IBM ODM provides multiple Java APIs to enable the invocation of Decision Services. We recommend here to use the Rule Execution Server JSE RuleSession API to execute locally the rules inside the Spark JVM and leverage features as hot deployment, ruleset versioning, optimized multi-threaded execution, and management through a web console.
This choice allows deployment of the compiled decision and Rule Execution Server close to where the data resides, which avoids any extra data serialization or remoting invocations when executing. Note that remote invocation style remains possible through Web Services in SOAP or REST.
The Java or Scala written Spark application that performs the decision making, and potentially metric & KPI computation steps is run standalone or in a cluster. Spark solves the distribution of the workload across the worker nodes. Each Java executor applies the transformations and actions on the RDDs and run in memory the rule engine to take the decisions.
At the end of the batch, decision RDD, decision metric & KPI RDDs are produced and persisted.
The documented RDD flows and integration pattern have been verified with IBM ODM Standard v8.8.0, Apache Spark v1.5.2.& Java 8.

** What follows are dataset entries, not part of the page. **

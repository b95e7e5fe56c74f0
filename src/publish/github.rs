//! Create-or-update a file through the GitHub contents API.

use std::time::Duration;

use anyhow::{bail, Context, Result};
use async_trait::async_trait;
use base64::Engine;
use reqwest::StatusCode;
use serde::{Deserialize, Serialize};
use tracing::{debug, info};

use super::Publisher;
use crate::config::GithubConfig;

const TOKEN_ENV: &str = "GITHUB_TOKEN";
const REQUEST_TIMEOUT: Duration = Duration::from_secs(30);

#[derive(Clone)]
pub struct GithubPublisher {
    client: reqwest::Client,
    config: GithubConfig,
    token: String,
}

impl std::fmt::Debug for GithubPublisher {
    fn fmt(&self, f: &mut std::fmt::Formatter<'_>) -> std::fmt::Result {
        f.debug_struct("GithubPublisher")
            .field("owner", &self.config.owner)
            .field("repo", &self.config.repo)
            .field("path", &self.config.path)
            .finish_non_exhaustive()
    }
}

#[derive(Deserialize)]
struct ExistingFile {
    sha: String,
}

#[derive(Serialize)]
struct UpdateRequest<'a> {
    message: &'a str,
    content: String,
    #[serde(skip_serializing_if = "Option::is_none")]
    sha: Option<String>,
    #[serde(skip_serializing_if = "Option::is_none")]
    branch: Option<&'a str>,
}

impl GithubPublisher {
    /// Token comes from the config, else `GITHUB_TOKEN`.
    pub fn from_config(config: &GithubConfig) -> Result<Self> {
        let token = match &config.token {
            Some(token) if !token.is_empty() => token.clone(),
            _ => std::env::var(TOKEN_ENV)
                .with_context(|| format!("no GitHub token configured and {TOKEN_ENV} is not set"))?,
        };
        let client = reqwest::Client::builder()
            .timeout(REQUEST_TIMEOUT)
            .user_agent(concat!("proxysift/", env!("CARGO_PKG_VERSION")))
            .build()
            .context("failed to build HTTP client")?;
        Ok(Self {
            client,
            config: config.clone(),
            token,
        })
    }

    fn contents_url(&self) -> String {
        format!(
            "{}/repos/{}/{}/contents/{}",
            self.config.api_base.trim_end_matches('/'),
            self.config.owner,
            self.config.repo,
            self.config.path.trim_start_matches('/'),
        )
    }

    async fn existing_sha(&self, url: &str) -> Result<Option<String>> {
        let mut request = self
            .client
            .get(url)
            .bearer_auth(&self.token)
            .header("Accept", "application/vnd.github+json");
        if let Some(branch) = &self.config.branch {
            request = request.query(&[("ref", branch)]);
        }
        let response = request.send().await.context("GitHub contents lookup failed")?;
        if response.status() == StatusCode::NOT_FOUND {
            return Ok(None);
        }
        let response = response
            .error_for_status()
            .context("GitHub contents lookup returned an error status")?;
        let existing: ExistingFile = response.json().await.context("unexpected GitHub contents response")?;
        Ok(Some(existing.sha))
    }
}

#[async_trait]
impl Publisher for GithubPublisher {
    fn name(&self) -> &str {
        "github"
    }

    async fn publish(&self, body: &str) -> Result<()> {
        let url = self.contents_url();
        let sha = self.existing_sha(&url).await?;
        debug!(%url, update = sha.is_some(), "publishing to GitHub");

        let request = UpdateRequest {
            message: &self.config.commit_message,
            content: base64::engine::general_purpose::STANDARD.encode(body),
            sha,
            branch: self.config.branch.as_deref(),
        };
        let response = self
            .client
            .put(&url)
            .bearer_auth(&self.token)
            .header("Accept", "application/vnd.github+json")
            .json(&request)
            .send()
            .await
            .context("GitHub contents update failed")?;

        let status = response.status();
        if !status.is_success() {
            let detail = response.text().await.unwrap_or_default();
            bail!("GitHub contents update returned {status}: {detail}");
        }
        info!(
            owner = %self.config.owner,
            repo = %self.config.repo,
            path = %self.config.path,
            "subscription published to GitHub"
        );
        Ok(())
    }
}

#[cfg(test)]
mod tests {
    use super::*;

    fn config() -> GithubConfig {
        GithubConfig {
            owner: "someone".into(),
            repo: "subs".into(),
            path: "/out/sub.txt".into(),
            branch: Some("main".into()),
            token: Some("t0ken".into()),
            commit_message: "Update subscription".into(),
            api_base: "https://api.github.com/".into(),
        }
    }

    #[test]
    fn test_contents_url() {
        let publisher = GithubPublisher::from_config(&config()).unwrap();
        assert_eq!(
            publisher.contents_url(),
            "https://api.github.com/repos/someone/subs/contents/out/sub.txt"
        );
        assert!(!format!("{publisher:?}").contains("t0ken"));
    }

    #[test]
    fn test_update_request_omits_missing_fields() {
        let request = UpdateRequest {
            message: "m",
            content: "Ym9keQ==".into(),
            sha: None,
            branch: None,
        };
        let json = serde_json::to_value(&request).unwrap();
        assert_eq!(json, serde_json::json!({ "message": "m", "content": "Ym9keQ==" }));
    }
}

We have presented the blueprint of the execution of rule based decision services in an Apache Spark batch application by using IBM ODM. The 2 technologies integrate and co-exist together well as ODM provides Java API and rules compilation to run natively inside a Spark Java application. Rules based decisions are loaded on demand for the Spark worker when needed by the application.
Integration within Apache Spark uses the ODM Standard features with no custom extensions. The joint solution provides value for LOB’s and IT as it empowers business users to author, change the rules, test and simulate the decision services which provide the business control to complement the analytics. These decision services are deployed by the IT or directly by the LOB. In both cases ODM supports hot deployment of the rules without requiring a repackaging of the calling application. Integration of the decision service, its admin, and monitoring remain mastered by IT.
This complementarity opens the perspective of using business rules in Big Data analytics opening the door to massive decision automation and synergies with Machine Learning to invent a new field of cognitive applications.